The Tea Party group that sponsored a prime-time response last week to President Obama’s State of the Union address is the latest group recognizing the power of the Latino vote.
Officials with the Tea Party Express, the nation’s largest Tea Party political action committee, have been discussing their own Latino outreach, said Sal Russo, the group’s co-founder.
“We’ve been trying to do a bus tour that would focus on communities that we don’t normally talk to,” Russo said.
Russo, who worked for Ronald Reagan when he was California governor, said the former president had a rule that any campaigning should include voters who didn’t traditionally pick Republicans
“He believed in going to labor unions, going to places where you don’t normally go, so people could hear his message about cutting taxes and growing the economy,” he said.
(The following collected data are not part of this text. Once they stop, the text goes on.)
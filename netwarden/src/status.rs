//! Status notifications for the presentation layer
//!
//! Enforcers publish state transitions here; any number of observers can
//! subscribe. Publishing never blocks and never fails, even with no
//! subscribers or with a subscriber that stopped reading.

use std::fmt;
use std::net::Ipv4Addr;
use tokio::sync::broadcast;

/// Size of the broadcast buffer; slow observers lose the oldest events
const STATUS_CHANNEL_SIZE: usize = 64;

/// A state transition
#[derive(Debug, Clone, Copy, PartialEq, Eq)]
pub enum StatusEvent {
    /// DNS guardian started or stopped
    DnsGuardian { running: bool },
    /// VPN client process appeared or disappeared
    VpnActive { active: bool },
    /// VPN adapter gained or lost a routable address
    VpnConnection {
        connected: bool,
        ip: Option<Ipv4Addr>,
    },
}

impl fmt::Display for StatusEvent {
    fn fmt(&self, f: &mut fmt::Formatter<'_>) -> fmt::Result {
        match self {
            StatusEvent::DnsGuardian { running } => {
                write!(f, "DNS guardian {}", if *running { "running" } else { "stopped" })
            }
            StatusEvent::VpnActive { active } => {
                write!(f, "VPN client {}", if *active { "active" } else { "inactive" })
            }
            StatusEvent::VpnConnection {
                connected: true,
                ip: Some(ip),
            } => write!(f, "VPN connected ({})", ip),
            StatusEvent::VpnConnection { connected, .. } => {
                write!(f, "VPN {}", if *connected { "connected" } else { "disconnected" })
            }
        }
    }
}

/// Fan-out channel for [`StatusEvent`]s
#[derive(Debug, Clone)]
pub struct StatusBus {
    tx: broadcast::Sender<StatusEvent>,
}

impl Default for StatusBus {
    fn default() -> Self {
        Self::new()
    }
}

impl StatusBus {
    pub fn new() -> Self {
        let (tx, _) = broadcast::channel(STATUS_CHANNEL_SIZE);
        Self { tx }
    }

    /// Register an observer
    pub fn subscribe(&self) -> broadcast::Receiver<StatusEvent> {
        self.tx.subscribe()
    }

    pub fn publish(&self, event: StatusEvent) {
        log::debug!("Status: {}", event);
        // No receivers is fine
        let _ = self.tx.send(event);
    }
}
// Network configuration change notifications

//! Network configuration change detection
//!
//! This module subscribes to the OS notification raised whenever a network
//! adapter's configuration is modified and forwards one `()` per change to
//! the DNS guardian. On Windows the subscription is a WMI event query held
//! open by a long-lived PowerShell child that prints a line per event.
//!
//! A failed subscription (typically missing rights for WMI events) is not
//! fatal: the guardian's periodic check keeps running without it.

use crate::command::encode_script;
use crate::scheduler::Shutdown;
use anyhow::{Context, Result};
use std::future::Future;
use std::process::Stdio;
use tokio::io::{AsyncBufReadExt, AsyncReadExt, BufReader};
use tokio::process::Command;
use tokio::sync::mpsc;

const READY_MARKER: &str = "READY";
const CHANGED_MARKER: &str = "CHANGED";

const WMI_SUBSCRIPTION: &str = r#"$ErrorActionPreference = 'Stop'
$query = "SELECT * FROM __InstanceModificationEvent WITHIN 2 WHERE TargetInstance ISA 'Win32_NetworkAdapterConfiguration'"
Register-CimIndicationEvent -Query $query -SourceIdentifier 'NetWardenAdapterConfig' | Out-Null
[Console]::Out.WriteLine('READY'); [Console]::Out.Flush()
while ($true) {
    $evt = Wait-Event -SourceIdentifier 'NetWardenAdapterConfig'
    Remove-Event -EventIdentifier $evt.EventIdentifier
    [Console]::Out.WriteLine('CHANGED'); [Console]::Out.Flush()
}"#;

/// A push-style source of configuration change notifications
pub trait ChangeSource: Send + Sync + 'static {
    /// Forward one `()` per change to `tx` until `shutdown` fires.
    ///
    /// Returns an error if the subscription cannot be established or dies.
    fn watch(
        &self,
        tx: mpsc::Sender<()>,
        shutdown: Shutdown,
    ) -> impl Future<Output = Result<()>> + Send;
}

/// What one line of listener output means
#[derive(Debug, Clone, Copy, PartialEq, Eq)]
pub enum ListenerLine {
    Ready,
    Changed,
    Other,
}

/// Classify a line printed by the subscription script
pub fn classify_line(line: &str) -> ListenerLine {
    match line.trim() {
        READY_MARKER => ListenerLine::Ready,
        CHANGED_MARKER => ListenerLine::Changed,
        _ => ListenerLine::Other,
    }
}

/// WMI-backed change source
#[derive(Debug, Clone, Copy, Default)]
pub struct WmiChangeSource;

impl ChangeSource for WmiChangeSource {
    async fn watch(&self, tx: mpsc::Sender<()>, mut shutdown: Shutdown) -> Result<()> {
        let mut cmd = Command::new("powershell.exe");
        cmd.args([
            "-NoProfile",
            "-NonInteractive",
            "-ExecutionPolicy",
            "Bypass",
            "-EncodedCommand",
        ])
        .arg(encode_script(WMI_SUBSCRIPTION))
        .stdin(Stdio::null())
        .stdout(Stdio::piped())
        .stderr(Stdio::piped())
        .kill_on_drop(true);
        #[cfg(windows)]
        cmd.creation_flags(crate::command::CREATE_NO_WINDOW);

        let mut child = cmd
            .spawn()
            .context("Failed to start configuration change listener")?;
        let stdout = child
            .stdout
            .take()
            .context("Change listener has no stdout")?;
        let mut lines = BufReader::new(stdout).lines();
        let mut registered = false;

        loop {
            tokio::select! {
                _ = shutdown.fired() => {
                    log::debug!("Stopping configuration change listener");
                    let _ = child.kill().await;
                    return Ok(());
                }
                line = lines.next_line() => {
                    let line = line.context("Failed to read change listener output")?;
                    let Some(line) = line else { break };

                    match classify_line(&line) {
                        ListenerLine::Ready => {
                            registered = true;
                            log::info!("Subscribed to network configuration changes");
                        }
                        ListenerLine::Changed => {
                            log::debug!("Network configuration change notified");
                            if tx.send(()).await.is_err() {
                                let _ = child.kill().await;
                                return Ok(());
                            }
                        }
                        ListenerLine::Other => log::trace!("Change listener: {}", line),
                    }
                }
            }
        }

        // stdout closed: the child exited or is about to
        let mut stderr = String::new();
        if let Some(mut err) = child.stderr.take() {
            let _ = err.read_to_string(&mut stderr).await;
        }
        let status = child.wait().await.ok();

        if registered {
            anyhow::bail!("Change listener exited unexpectedly ({:?})", status);
        }
        anyhow::bail!(
            "Change subscription could not be registered ({:?}): {}",
            status,
            stderr.trim()
        )
    }
}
Read Related: Right, Left or In-between? Famous Latinas and Their Politics
Officials of Tea Party groups—national and smaller, local ones—like to point out these days that some of the nation’s most prominent Latino politicians, including U.S. Sen. Marco Rubio, of Florida, and U.S. Sen. Ted Cruz, of Texas, were Tea Party candidates
The plans by the Tea Party, widely viewed by many liberals as being antithetical to the interests and well-being of minorities, follows an announcement last week by House Republicans about a new, ambitious Latino outreach campaign.
On Feb 11, the House Republican Conference, which essentially represents the chamber’s GOP, launched a Spanish-language Twitter account, @gopespanol.
The account is part of a broader plan—still being hashed out—to reach out to Hispanics, and repair their image with them.
“It’s a recognition that we, as Republicans, did not do as well as we hoped in the 2012 elections with a number of groups—with young people, with women, and with Hispanics,” said Cathy McMorris Rodgers, who is chairperson of the conference and was the House GOP liaison to Mitt Romney’s presidential campaign.
Not all Republicans and conservatives are on board with the efforts to court Latinos, particularly when it involves relying on Spanish.
Some the most conservative Republicans in the House, for instance, see it as pandering.
In an interview with the National Journal, Rep. Steve King, R-Iowa, said he is opposed to trying to reach out to Latinos in Spanish.
“There’s a conflicting message that comes out from the Republicans if we want to recognize the unifying power of English, and meanwhile, we send out communications in multiple languages,” said King, who has one of the most hard-line approaches to immigration. “Official business and documents needs to be in English.”
The 2012 presidential elections, and the critical role that Latinos played in the victory of President Barack Obama, led to soul-searching on the part of many Republicans.
Romney won only 27 percent support from Hispanics and even less from Asians in the 2012 presidential election. And an AP-GFK poll last month showed 62 percent of voters want to let otherwise law-abiding undocumented immigrants eventually become citizens—up 12 percentage points from 2010.